While they may have strategic disagreements, Parker and Chandler are ideological birds of a feather.
Chatting with attendees before the event formally commenced, Chandler decried “trans activity” happening in schools. He casually claimed the U.S. reproductive health organization Planned Parenthood is “bringing in the curriculum.”
“They’re showing the kids porno in Grade 5. It’s nuts,” Chandler said without evidence, clarifying, “it’s soft porn, not hardcore.”
Back when TBA was just a twinkle in Parker’s eye, Chandler established an organization called Take Back City Hall focused on getting hard right candidates, including himself, elected to Calgary city council.
Evan Spencer defeated Chandler for the Ward 12 council seat by more than 4,500 votes in the 2021 civic election. Danielle Smith, then still a humble podcaster, endorsed her “frenem[y]” Chandler in that race.
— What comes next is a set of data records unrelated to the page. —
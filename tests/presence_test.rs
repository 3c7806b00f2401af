//! BLF monitoring tests

mod common;

use common::{test_config, Harness};
use softphone_core::domain::events::CoreEvent;
use softphone_core::domain::presence::{Presence, SubscriptionStatus};
use softphone_core::domain::DomainError;
use softphone_core::infrastructure::transport::TransportCall;

#[tokio::test]
async fn test_notifications_drive_presence() {
    let mut h = Harness::new().await;
    h.softphone.subscribe("101", None).await.unwrap();
    assert_eq!(h.softphone.presence_state("101"), Some(Presence::Unknown));
    h.drain_events();

    h.transport.remote_notify("101", "early", Some("sip:555@pbx"));
    h.pump().await;
    assert_eq!(h.softphone.presence_state("101"), Some(Presence::Ringing));

    h.transport.remote_notify("101", "confirmed", None);
    h.pump().await;
    assert_eq!(h.softphone.presence_state("101"), Some(Presence::Busy));

    h.transport.remote_notify("101", "terminated", None);
    h.pump().await;
    assert_eq!(h.softphone.presence_state("101"), Some(Presence::Available));

    let changes: Vec<Presence> = h
        .drain_events()
        .into_iter()
        .filter_map(|e| match e {
            CoreEvent::BlfStateChanged {
                extension,
                presence,
            } if extension == "101" => Some(presence),
            _ => None,
        })
        .collect();
    assert_eq!(
        changes,
        vec![Presence::Ringing, Presence::Busy, Presence::Available]
    );

    let subscription = h.softphone.presence().get("101").unwrap();
    assert_eq!(subscription.remote_target(), Some("sip:555@pbx"));
}

#[tokio::test]
async fn test_repeated_notification_publishes_once() {
    let mut h = Harness::new().await;
    h.softphone.subscribe("101", None).await.unwrap();
    h.drain_events();

    h.transport.remote_notify("101", "confirmed", None);
    h.transport.remote_notify("101", "confirmed", None);
    h.pump().await;

    let changes = h
        .drain_events()
        .into_iter()
        .filter(|e| matches!(e, CoreEvent::BlfStateChanged { .. }))
        .count();
    assert_eq!(changes, 1);
}

#[tokio::test]
async fn test_unknown_dialog_state() {
    let mut h = Harness::new().await;
    h.softphone.subscribe("101", None).await.unwrap();
    h.transport.remote_notify("101", "confirmed", None);
    h.transport.remote_notify("101", "proceeding", None);
    h.pump().await;
    assert_eq!(h.softphone.presence_state("101"), Some(Presence::Unknown));
}

#[tokio::test]
async fn test_subscribe_is_idempotent() {
    let mut h = Harness::new().await;

    let first = h.softphone.subscribe("101", None).await.unwrap();
    let second = h
        .softphone
        .subscribe(" 101 ", Some("Reception".to_string()))
        .await
        .unwrap();
    assert_eq!(first, second);
    assert_eq!(h.softphone.presence().len(), 1);
    assert_eq!(
        h.softphone.presence().get("101").unwrap().display_name(),
        Some("Reception")
    );

    let sent = h
        .transport
        .calls()
        .into_iter()
        .filter(|c| matches!(c, TransportCall::Subscribe(_)))
        .count();
    assert_eq!(sent, 1);
}

#[tokio::test]
async fn test_empty_extension_rejected() {
    let mut h = Harness::new().await;
    assert!(matches!(
        h.softphone.subscribe("  ", None).await,
        Err(DomainError::ValidationError(_))
    ));
    assert!(h.softphone.presence().is_empty());
}

#[tokio::test]
async fn test_rejected_subscription_goes_offline() {
    let mut h = Harness::new().await;
    h.transport.reject_subscriptions_for("666");

    let err = h.softphone.subscribe("666", None).await.unwrap_err();
    assert!(matches!(err, DomainError::Transport(_)));
    assert_eq!(h.softphone.presence_state("666"), Some(Presence::Offline));
    assert!(matches!(
        h.softphone.presence().get("666").unwrap().status(),
        SubscriptionStatus::Rejected(_)
    ));
    let events = h.drain_events();
    assert!(events.contains(&CoreEvent::BlfStateChanged {
        extension: "666".to_string(),
        presence: Presence::Offline,
    }));
}

#[tokio::test]
async fn test_server_terminates_subscription() {
    let mut h = Harness::new().await;
    h.softphone.subscribe("101", None).await.unwrap();
    h.transport.remote_notify("101", "confirmed", None);
    h.pump().await;

    h.transport.remote_reject_subscription("101", "noresource");
    h.pump().await;
    assert_eq!(h.softphone.presence_state("101"), Some(Presence::Offline));

    // Late notifications for the dead dialog are dropped
    h.transport.remote_notify("101", "early", None);
    h.pump().await;
    assert_eq!(h.softphone.presence_state("101"), Some(Presence::Offline));
}

#[tokio::test]
async fn test_explicit_resubscribe_after_rejection() {
    let mut h = Harness::new().await;
    h.softphone.subscribe("101", None).await.unwrap();
    h.transport.remote_reject_subscription("101", "timeout");
    h.pump().await;
    assert_eq!(h.softphone.presence_state("101"), Some(Presence::Offline));

    h.softphone.subscribe("101", None).await.unwrap();
    assert_eq!(h.softphone.presence_state("101"), Some(Presence::Unknown));
    assert!(h.softphone.presence().get("101").unwrap().is_accepted());
}

#[tokio::test]
async fn test_subscribe_while_unregistered_is_deferred() {
    let mut h = Harness::unstarted(test_config());
    let id = h.softphone.subscribe("101", None).await.unwrap();
    assert_eq!(
        *h.softphone.presence().get("101").unwrap().status(),
        SubscriptionStatus::Inactive
    );
    assert!(h.transport.calls().is_empty());

    h.softphone.start().await;
    h.pump().await;
    assert_eq!(h.softphone.presence().id_for("101"), Some(id));
    assert!(h.softphone.presence().get("101").unwrap().is_accepted());
    assert_eq!(h.transport.live_subscriptions(), 1);
}

#[tokio::test]
async fn test_unsubscribe_closes_dialog() {
    let mut h = Harness::new().await;
    let id = h.softphone.subscribe("101", None).await.unwrap();
    assert_eq!(h.transport.live_subscriptions(), 1);

    h.softphone.unsubscribe(id).await.unwrap();
    assert_eq!(h.transport.live_subscriptions(), 0);
    assert_eq!(h.softphone.presence_state("101"), None);
    assert!(matches!(
        h.softphone.unsubscribe(id).await,
        Err(DomainError::NotFound(_))
    ));
}
//! Application layer - Use cases and application services
//!
//! This layer orchestrates domain objects to fulfill use cases.
//! It's responsible for:
//! - Driving the transport on behalf of user actions
//! - Coordinating the switchboard, presence, transfers and supervisor
//! - Publishing domain events
//! - Running the dispatch loop and the connectivity monitor

pub mod health;
pub mod runtime;
pub mod softphone;

pub use health::HealthService;
pub use runtime::{Command, Input, SoftphoneHandle, SoftphoneRuntime};
pub use softphone::{Softphone, SoftphoneSnapshot};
Calgary city councillor Dan McLean received training from Take Back City Hall in the lead up to the most recent municipal vote, in which he was elected for the first time, and is Chandler’s buddy.
Premier Smith raised the idea of allowing municipal candidates to form parties in a meeting last year with Alberta Municipalities president and St. Alberta mayor Cathy Heron, who isn’t fond of the idea.
Smith said partisan municipal politics would make fundraising easier for candidates, which sounds like code for making it easier for big money to influence local elections.
At the end of the Cochrane event, Parker boasted of his ties to the premier, who attended his wedding last year to a writer for a far-right news site.
Morrison didn’t manage to record these specific comments, but Parker didn’t deny saying them.
“Dani is a good friend of mine and we talk all the time,” he said. “I think she is doing a great job, but she's not hard enough or fast enough, but that’s going to change soon. I am going to talk to her very soon and things will start moving.”